Наконец он отпихнул маму. Она упала на бок, заходясь кашлем. Отец встал и перешагнул через ее дрожащую ногу, прогнувшись всем своим крепким волосатым телом, с довольным кряканьем, до жути похожий на Палемона.
Он не ждал, что на выходе из парилки мама набросит ему на голову полотенце, а на помощь ей придет его брат с кинжалом в руке. Дядя Никос наносил удар за ударом, все вокруг было забрызгано кровью, но отцу удалось повалить его, и два тела, обнаженное и одетое, забились на полу. И тогда мама – моя ласковая, заботливая мама! – выхватила из-за колонны припасенный заранее обоюдоострый топор, и лезвие вонзилось в могучую шею отца, и засело в кости, и кровь взметнулась фонтаном. Со второго удара голова покатилась с плеч и осталась лежать в складках размотавшегося полотенца.
Задыхаясь, Апостолиди столкнул коленом обезглавленное тело брата. Оно опрокинулось на спину, выставив напоказ торчащую в груди рукоять кинжала.
С топором в руке мать вывалилась в предбанник. Струйки крови сбегали по ее грудям, животу, исчезая в куще волос внизу, с лезвия топора срывались тяжелые капли и густыми кляксами шлепались на беломраморный пол. Свободной рукой она ухватилась за колонну, и ее мучительно вырвало…
Очнулся я обмотанный, будто саваном, пропотевшей простыней. За окном разгоралась заря, золотисто-огненные блики играли в оконном стекле. Стоявшая в номере духота напоминала жар парной, и я понял, что больше ни минуты не выдержу здесь.
Громада отеля призрачно белела в сумерках. Море набегало на берег с заговорщицким шепотом, будто хотело раскрыть погребенную в нем жуткую тайну. Словно сомнамбула, брел я через спящую деревню, держа путь к утесу.
Там, на самом краю обрыва, уже ждал меня Тео. Утренний бриз трепал его светлые волосы. На лице застыло странное, зачарованное выражение, будто он, как и я, не вполне сознавал, что делает здесь.
Дикая ярость обуяла меня. Я вдруг понял, что не смогу называться мужчиной, пока он жив.
Он обернулся, на губах – которыми он целовал мою Пенелопу! – расцветала растерянная улыбка. И я ударил кулаком в эти ненавистные губы, чтобы только ее стереть.

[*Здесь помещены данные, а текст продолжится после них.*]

//! User account reconciliation.
//!
//! Users are looked up by username, which the remote never lets change.
//! Role and names are overwritten as a whole whenever any of them drifts.

use tracing::{debug, info, warn};

use super::{absent_ok, Reconcile};
use crate::core::domain::{User, UserSpec};
use crate::core::remote::{NewUser, Remote};
use crate::error::{Action, Error, Kind, Result};

/// Reconciles user accounts.
pub struct Users<'a, R: ?Sized> {
    remote: &'a R,
}

impl<'a, R: Remote + ?Sized> Users<'a, R> {
    pub fn new(remote: &'a R) -> Self {
        Self { remote }
    }
}

fn unchanged(desired: &UserSpec, prior: &User) -> bool {
    desired.role == prior.role
        && desired.first_name == prior.first_name
        && desired.last_name == prior.last_name
}

impl<R: Remote + ?Sized> Reconcile for Users<'_, R> {
    type Desired = UserSpec;
    type Actual = User;

    const KIND: Kind = Kind::User;

    fn create(&self, desired: &UserSpec) -> Result<User> {
        let created = self
            .remote
            .create_user(&NewUser {
                username: desired.username.clone(),
                first_name: desired.first_name.clone(),
                last_name: desired.last_name.clone(),
                role: desired.role.clone(),
            })
            .map_err(|e| Error::remote(Self::KIND, &desired.username, Action::Create, e))?;

        info!(id = %created.id, username = %created.username, role = %created.role, "created user");
        Ok(User::from(created))
    }

    fn read(&self, id: &str, _prior: Option<&User>) -> Result<Option<User>> {
        let users = self
            .remote
            .list_users(None)
            .map_err(|e| Error::remote(Self::KIND, id, Action::List, e))?;

        match users.into_iter().find(|u| u.id == id) {
            Some(user) => {
                debug!(id, username = %user.username, "read user");
                Ok(Some(User::from(user)))
            }
            None => {
                warn!(id, "user removed out of band");
                Ok(None)
            }
        }
    }

    fn update(&self, id: &str, desired: &UserSpec, prior: &User) -> Result<User> {
        if desired.username != prior.username {
            return Err(Error::ImmutableField {
                kind: Self::KIND,
                token: id.to_string(),
                field: "username",
                current: prior.username.clone(),
                desired: desired.username.clone(),
            });
        }

        if unchanged(desired, prior) {
            debug!(id, "user already converged");
            let mut current = prior.clone();
            current.id = id.to_string();
            return Ok(current);
        }

        let updated = self
            .remote
            .update_user(id, &desired.role, &desired.first_name, &desired.last_name)
            .map_err(|e| Error::remote(Self::KIND, id, Action::Update, e))?;

        info!(id, username = %updated.username, role = %updated.role, "updated user");
        Ok(User::from(updated))
    }

    fn delete(&self, id: &str) -> Result<()> {
        absent_ok(Self::KIND, id, Action::Delete, self.remote.delete_user(id))?;
        info!(id, "deleted user");
        Ok(())
    }
}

Подавившись криком, он взмахнул руками и полетел с обрыва.
Я склонился над кручей, тяжело дыша и посасывая разбитые костяшки. Тео раскинулся на берегу у пещеры, нелепо вывернув руки и ноги. Его затылок и плечи облизывал прибой.
Ни ужаса, ни раскаяния. Напротив, мысль, что я нарушил важнейший из человеческих законов, пьянила, будоражила кровь. Внизу живота разливалось сладостное томление. Я видел, что Тео еще жив – его грудь вздымалась, – и горел желанием поскорее спуститься и довершить начатое.
Но «поскорее» не вышло: за минувшие годы я вырос, а проклятые уступы – нет. Не хватало только разбиться самому, чтобы повечеру на берегу обнаружили двух соперников, примирившихся в смерти, – экая пошлость! Словом, к тому времени, как я добрался до Тео и похлопал его по холодным щекам, желание разодрать ему глотку зубами слегка поутихло.
Он открыл глаза и еле слышно прошептал:
– Ноги. Я не чувствую ног.
– Что же ты больше не улыбаешься? – спросил я. – У тебя ведь чудесная улыбка. Улыбнись! Покори мое сердце, чтобы я привел помощь.